Himalayan Frontier

Constituent Assembly-II: Rifts Emerging

03 Feb, 2014    ·   4288

Pramod Jaiswal comments on the political scenario in Nepal post elections

Pramod Jaiswal
Pramod Jaiswal
Senior Fellow, China Research Programme (CRP)

In the words of Aristotle, “Well begun is half done.” However, the second Constituent Assembly (CA) of Nepal is getting hiccups right from the beginning. The political parties do not seem to have learned much from the past. Though almost all the political parties agree on readying the first draft of the constitution within a year, the hardening fact remains that the debate on the constitution is not likely to be deliberated for six months as it has taken almost a month to decide who can legitimately call the Assembly.  Therefore, it is likely that another month will be taken for the formation of the Council of Ministers and nomination of twenty six members that will provide a fuller shape to the CA. Inter and intra-party differences are the major reasons that have handicapped constitution-writing.

Inter and Intra-Party Differences
In Nepali Congress, Sushil Koirala became the parliamentary party (PP) leader, defeating Sher Bahadur Deuba, as the party failed to forge an agreement even after several rounds of talks. Deuba had asked for the post of acting president of the party in order to support Koirala. Ram Chandra Paudel made the same claims. This unfolded the three-sided rift in the NC.

The CPN-UML is in a similar crisis where all four senior leaders are eying the post of party chairman in the next general convention, scheduled for April 2014. The standing committee meeting decided to elect its PP leader through vote as the party could not nominate one through consensus. Most likely, KP Oli will make the way for the PP leader by defeating Jhalanath Khanal as he is trying to get the support of Bamdev Gautam. Although Gautam has been a trusted partner of Khanal for the last five years, he will be a game-changer in this election.

After being dissatisfied with the proportionate candidate selection row, two senior leaders of UCPN-Maoists, Baburam Bhattarai and Narayankaji Shrestha, accused Prachanda for the election setback. Bhattarai even asked Prachanda to handover leadership to the younger generation. Ruling out the chances of power handover during a ‘crisis’, Prachanda announced the holding of conventions to restructure and shape the political ideology of the party.

However, the breakaway faction led by Mohan Baidya has threatened to launch protest programmes if the major political parties keep turning a deaf ear to his demand for the dissolution of the CA. There are some speculations that both the factions might merge.

After the humiliating defeat of Madhesi parties, the prime reason being multiple splits, three major parties are working for unification. Madhesi Janadhikar Forum-Nepal led by Upendra Yadav, Tarai Madhes Loktantrik Party led by Mahanta Thakur and Sadhbhawana Party led by Rajendra Mahato are close to the unification process. The united alliance will be the fourth largest party in the new CA. Madhesi Janadhikar Forum-Loktantrik led by Bijaya Gachhadar is also inviting other Madhesi parties to join him to further polarise the political alliances.

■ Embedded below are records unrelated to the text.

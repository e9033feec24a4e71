//! Assembles serialized module blobs into the final bundle: outer header,
//! handle table, name string table, and the concatenated blobs (§4.6).

use crate::bundle::{HandleRecord, OuterHeader};
use crate::helper::{AlignPowerOfTwo, Result, Writer};
use crate::packager::serializer::SerializedModule;

/// Concatenate every serialized module into one bundle, computing the
/// string table and each handle's `rom_offset` along the way.
///
/// Offsets written here (`name_offset`, `rom_offset`) are relative to the
/// start of the handle table, *not* the file: the loader reads them the
/// same way (§4.1, §4.7 `ModuleInit`), so both sides agree without either
/// needing to know about the other's base address.
pub fn write_bundle(modules: &[SerializedModule]) -> Result<Vec<u8>> {
    let num_modules = modules.len() as u32;
    let string_table_size: u32 = modules
        .iter()
        .map(|m| m.name.len() as u32 + 1)
        .sum::<u32>()
        .align_next(2);

    let mut out = Vec::new();
    OuterHeader {
        num_modules,
        string_table_size,
    }
    .write(&mut out)?;

    let mut string_ofs = num_modules * HandleRecord::SIZE;
    let mut data_ofs = string_ofs + string_table_size;
    let mut records = Vec::with_capacity(modules.len());
    for module in modules {
        records.push(HandleRecord {
            name_offset:  string_ofs,
            module_align: module.module_align,
            module_size:  module.bytes.len() as u32,
            rom_offset:   data_ofs,
            noload_align: module.noload_align,
            noload_size:  module.noload_size,
        });
        data_ofs += module.bytes.len() as u32;
        string_ofs += module.name.len() as u32 + 1;
    }
    for record in &records {
        record.write(&mut out)?;
    }

    let strings_start = out.len();
    for module in modules {
        out.extend_from_slice(module.name.as_bytes());
        out.push(0);
    }
    while (out.len() - strings_start) < string_table_size as usize {
        out.push(0);
    }

    for module in modules {
        out.extend_from_slice(&module.bytes);
    }

    log::info!(target: "ultramod::packager", "wrote bundle: {} module(s), {} byte(s)", modules.len(), out.len());
    Ok(out)
}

Rastriya Prajatantra Party-Nepal (RPP-N) barely escaped the sword of split. Tanka Dhakal and other dissenters accused the party chairman of putting the agenda of ‘monarchy’ on the back burner, neglecting the issues of nationalism, being pro-India, and promoting nepotism and favoritism during appointment of PR seats.

Differences on Constitution Issues
The three major political parties have agreed to have a draft of the constitution within a year. The previous CA had agreement on almost 85 per cent of the issues except the two major contentious ones - federalism and forms of government. However, these issues could not find a space in parliament in January 2014 due to the opposition by minor parties like RPP-Nepal.

The major parties should expand to include members from Madhesi and other smaller parties so that there can be broader support for the eventual agreements and at the same time face down the opposition. Effort should be made to have consensus on all the issues, but it would be a dream to expect actual consensus will be reached. It would also be futile to hope for the voices of resistance to die down if the motion is delayed. Not much progress has been made since December 2013 so the political parties should not waste much time if they are serious about a timely constitution. They should also try to avoid new fronts for confrontations such as elections of the president and vice-president. Even if it occurs, they should come up with appropriate solutions. Meanwhile, they should form the government urgently, preferably within the deadline given by the president. It is the need of the hour for all political parties to come together and forge consensus, failing which they must chose voting in order to ensure a timely constitution.